### PROMPT
The lines from the start of the listing through the line containing "impl<A: AccountingSink> CompletionReconciler<A>" should be printed exactly, and no other lines should be printed.

### DATA EXTRACT
::::::
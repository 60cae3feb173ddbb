//! Completion reconciliation (C8): prolog/epilog/batch/step completion
//! reports from node agents, reconciled against job and node state.
//!
//! Step completion uses a binomial-tree fan-in: each node reports into its
//! parent in the forwarding tree, which merges the child ranges into its
//! own report before forwarding up, so the controller sees one aggregated
//! completion per step rather than one message per node. The controller
//! side only needs to fold an incoming range into `pending_nodes` and is
//! indifferent to how many tree hops produced it, which is what makes
//! duplicate reports (retransmission at any tree level) safe to merge
//! twice (spec.md testable property 6).

use crate::collaborators::AccountingSink;
use crate::error::{ControllerError, ControllerResult};
use crate::model::{JobFlags, JobState, NodeFlags};
use crate::store::Store;
use serde::{Deserialize, Serialize};
use std::sync::Arc;

/// Exit classification for a batch step or epilog failure.
#[derive(Debug, Clone, Copy, PartialEq, Eq, Serialize, Deserialize)]
pub enum CompletionOutcome {
    /// Exit code 0: job moves to Complete.
    Success,
    /// Transient: job should be requeued, no node penalty.
    Requeue,
    /// The offending node should be drained; job is requeued elsewhere.
    DrainNode,
    /// Unrecoverable: job moves to Failed.
    Fatal,
}

fn classify_exit(exit_code: i32) -> CompletionOutcome {
    match exit_code {
        0 => CompletionOutcome::Requeue, // unreachable in practice; callers check 0 first
        1..=127 => CompletionOutcome::Fatal,
        // Negative/high codes model signals and node-side infrastructure
        // failure (e.g. killed by OOM killer, prolog setup failure).
        _ if exit_code < 0 => CompletionOutcome::DrainNode,
        _ => CompletionOutcome::Requeue,
    }
}

pub struct CompletionReconciler<A: AccountingSink> {
    store: Arc<Store>,
    accounting: Arc<A>,
}

impl<A: AccountingSink> CompletionReconciler<A> {
    pub fn new(store: Arc<Store>, accounting: Arc<A>) -> Self {
        Self { store, accounting }
    }

    /// Fold a (possibly tree-aggregated) set of nodes reporting step
    /// completion into the step's pending set. Reporting an already-cleared
    /// node is a no-op, making retransmitted ranges idempotent.
    pub async fn step_complete(&self, job_id: u32, step_id: u32, nodes: &[String]) -> ControllerResult<bool> {
        let mut job_table = self.store.job_write().await;
        let step = job_table
            .get_step_mut(job_id, step_id)
            .ok_or_else(|| ControllerError::Internal(format!("unknown step {job_id}.{step_id}")))?;

        for node in nodes {
            step.pending_nodes.remove(node);
        }
        let is_complete = step.is_complete();
        if is_complete {
            step.state = crate::model::StepState::Complete;
            step.end_time = Some(crate::time::now());
        }
        Ok(is_complete)
    }

    /// A node finished running the job's prolog. Once every allocated node
    /// has reported, the job's CONFIGURING flag clears and it is eligible
    /// to actually launch steps (spec.md §4.4).
    pub async fn complete_prolog(&self, job_id: u32, _node: &str) -> ControllerResult<()> {
        let mut job_table = self.store.job_write().await;
        let job = job_table.get_mut(job_id)?;
        if job.prolog_pending == 0 {
            return Ok(()); // already cleared; duplicate report
        }
        job.prolog_pending -= 1;
        if job.prolog_pending == 0 {
            job.flags.remove(JobFlags::CONFIGURING);
            tracing::info!(job_id, "prolog complete on all nodes");
        }
        Ok(())
    }

    /// A node finished running the job's epilog, reporting `rc`. Frees that
    /// node's share of the job's resources; a non-zero `rc` is a fatal
    /// epilog failure on that node and forces a requeue regardless of how
    /// the batch script itself exited, draining the offending node the same
    /// way a fatal batch exit code would (spec.md §4.8: "if any epilog
    /// reported a fatal error... the job is requeued"). Once every node has
    /// reported, finalizes the job.
    pub async fn epilog_complete(&self, job_id: u32, node: &str, rc: i32) -> ControllerResult<()> {
        let granted_cpus = {
            let job_table = self.store.job_read().await;
            job_table
                .get(job_id)
                .ok()
                .and_then(|j| j.job_resources.as_ref())
                .and_then(|r| r.cpus_by_node.get(node).copied())
                .unwrap_or(0)
        };

        {
            let mut node_table = self.store.node_write().await;
            if let Ok(n) = node_table.get_mut(node) {
                n.jobs_running.remove(&job_id);
                n.cpus_alloc = n.cpus_alloc.saturating_sub(granted_cpus);
                n.recompute_derived_state();
            }
        }

        if rc != 0 {
            let mut node_table = self.store.node_write().await;
            if let Ok(n) = node_table.get_mut(node) {
                n.flags.insert(NodeFlags::DRAIN);
                n.reason = Some(format!("drained after job {job_id} epilog failure"));
            }
        }

        let mut job_table = self.store.job_write().await;
        let job = job_table.get_mut(job_id)?;
        if job.epilog_pending == 0 {
            return Ok(()); // duplicate report after job already finalized
        }
        if rc != 0 {
            job.flags.insert(JobFlags::REQUEUE);
        }
        job.epilog_pending -= 1;
        if job.epilog_pending == 0 {
            let requeue = job.flags.contains(JobFlags::REQUEUE);
            job.flags.remove(JobFlags::COMPLETING);
            job.flags.remove(JobFlags::REQUEUE);
            if requeue {
                job.restart_cnt += 1;
                job.requeue_to_pending()?;
                tracing::info!(job_id, "epilog complete on all nodes, job requeued to pending");
            } else {
                tracing::info!(job_id, "epilog complete on all nodes, job fully reconciled");
            }
        }
        Ok(())
    }

    /// Batch script step finished. Classifies the exit code and either
    /// finalizes the job as Complete, requeues it, drains the offending
    /// node and requeues, or marks it Failed. The Requeue/DrainNode
    /// outcomes land the job in a terminal state with the REQUEUE modifier
    /// set; once every node's epilog has reported, [`Self::epilog_complete`]
    /// carries it the rest of the way back to Pending.
    pub async fn batch_complete(&self, job_id: u32, exit_code: i32) -> ControllerResult<CompletionOutcome> {
        self.complete_with_exit_code(job_id, exit_code).await
    }

    /// Generic job-driver completion report: unlike `batch_complete` (which
    /// is specifically the batch script launcher reporting script_rc /
    /// slurmd_rc), this is the single-`rc` completion path a non-batch job
    /// driver uses to tell the controller the job ended (spec.md §4.8
    /// `job_complete(job, rc)`). Exit-code classification is identical.
    pub async fn job_complete(&self, job_id: u32, rc: i32) -> ControllerResult<CompletionOutcome> {
        self.complete_with_exit_code(job_id, rc).await
    }

    async fn complete_with_exit_code(&self, job_id: u32, exit_code: i32) -> ControllerResult<CompletionOutcome> {
        if exit_code == 0 {
            self.start_job_completion(job_id, JobState::Complete, false).await?;
            return Ok(CompletionOutcome::Success);
        }

        let outcome = classify_exit(exit_code);
        match outcome {
            CompletionOutcome::Fatal => {
                self.start_job_completion(job_id, JobState::Failed, false).await?;
            }
            CompletionOutcome::Requeue => {
                self.start_job_completion(job_id, JobState::Failed, true).await?;
            }
            CompletionOutcome::DrainNode => {
                self.drain_job_nodes(job_id).await?;
                self.start_job_completion(job_id, JobState::NodeFail, true).await?;
            }
        }
        Ok(outcome)
    }

    async fn drain_job_nodes(&self, job_id: u32) -> ControllerResult<()> {
        let node_names: Vec<String> = {
            let job_table = self.store.job_read().await;
            job_table.get(job_id)?.node_bitmap.iter().cloned().collect()
        };
        let mut node_table = self.store.node_write().await;
        for name in node_names {
            if let Ok(node) = node_table.get_mut(&name) {
                node.flags.insert(NodeFlags::DRAIN);
                node.reason = Some(format!("drained after job {job_id} failure"));
            }
        }
        Ok(())
    }

    /// A user SIGKILL or admin cancel: any live state moves to Cancelled
    /// with Completing set (spec.md §4.4). Returns the job's granted nodes
    /// so the caller can queue an outbound kill message to each one.
    pub async fn cancel_job(&self, job_id: u32) -> ControllerResult<Vec<String>> {
        let nodes: Vec<String> = {
            let job_table = self.store.job_read().await;
            let job = job_table.get(job_id)?;
            if job.state.is_terminal() {
                return Err(ControllerError::AlreadyDone);
            }
            job.node_bitmap.iter().cloned().collect()
        };
        self.start_job_completion(job_id, JobState::Cancelled, false).await?;
        Ok(nodes)
    }

    async fn start_job_completion(&self, job_id: u32, target: JobState, requeue: bool) -> ControllerResult<()> {
        let node_count = {
            let mut job_table = self.store.job_write().await;
            let job = job_table.get_mut(job_id)?;
            job.flags.insert(JobFlags::COMPLETING);
            if requeue {
                job.flags.insert(JobFlags::REQUEUE);
            }
            job.transition_to(target)?;
            job.end_time = Some(crate::time::now());
            let count = job.node_bitmap.len() as u32;
            job.epilog_pending = count;
            count
        };

        if node_count == 0 {
            // No nodes ever granted (e.g. cancelled while Pending): finalize now.
            let mut job_table = self.store.job_write().await;
            let job = job_table.get_mut(job_id)?;
            let pending_requeue = job.flags.contains(JobFlags::REQUEUE);
            job.flags.remove(JobFlags::COMPLETING);
            job.flags.remove(JobFlags::REQUEUE);
            if pending_requeue {
                job.restart_cnt += 1;
                job.requeue_to_pending()?;
            }
        }

        let job_table = self.store.job_read().await;
        let job = job_table.get(job_id)?;
        self.accounting.record_job_end(job).await.ok();
        Ok(())
    }
}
::::::
### YOUR RESPONSE
repository 60cae3feb173ddbb
//! Completion reconciliation (C8): prolog/epilog/batch/step completion
//! reports from node agents, reconciled against job and node state.
//!
//! Step completion uses a binomial-tree fan-in: each node reports into its
//! parent in the forwarding tree, which merges the child ranges into its
//! own report before forwarding up, so the controller sees one aggregated
//! completion per step rather than one message per node. The controller
//! side only needs to fold an incoming range into `pending_nodes` and is
//! indifferent to how many tree hops produced it, which is what makes
//! duplicate reports (retransmission at any tree level) safe to merge
//! twice (spec.md testable property 6).

use crate::collaborators::AccountingSink;
use crate::error::{ControllerError, ControllerResult};
use crate::model::{JobFlags, JobState, NodeFlags};
use crate::store::Store;
use serde::{Deserialize, Serialize};
use std::sync::Arc;

/// Exit classification for a batch step or epilog failure.
#[derive(Debug, Clone, Copy, PartialEq, Eq, Serialize, Deserialize)]
pub enum CompletionOutcome {
    /// Exit code 0: job moves to Complete.
    Success,
    /// Transient: job should be requeued, no node penalty.
    Requeue,
    /// The offending node should be drained; job is requeued elsewhere.
    DrainNode,
    /// Unrecoverable: job moves to Failed.
    Fatal,
}

fn classify_exit(exit_code: i32) -> CompletionOutcome {
    match exit_code {
        0 => CompletionOutcome::Requeue, // unreachable in practice; callers check 0 first
        1..=127 => CompletionOutcome::Fatal,
        // Negative/high codes model signals and node-side infrastructure
        // failure (e.g. killed by OOM killer, prolog setup failure).
        _ if exit_code < 0 => CompletionOutcome::DrainNode,
        _ => CompletionOutcome::Requeue,
    }
}

pub struct CompletionReconciler<A: AccountingSink> {
    store: Arc<Store>,
    accounting: Arc<A>,
}

impl<A: AccountingSink> CompletionReconciler<A> {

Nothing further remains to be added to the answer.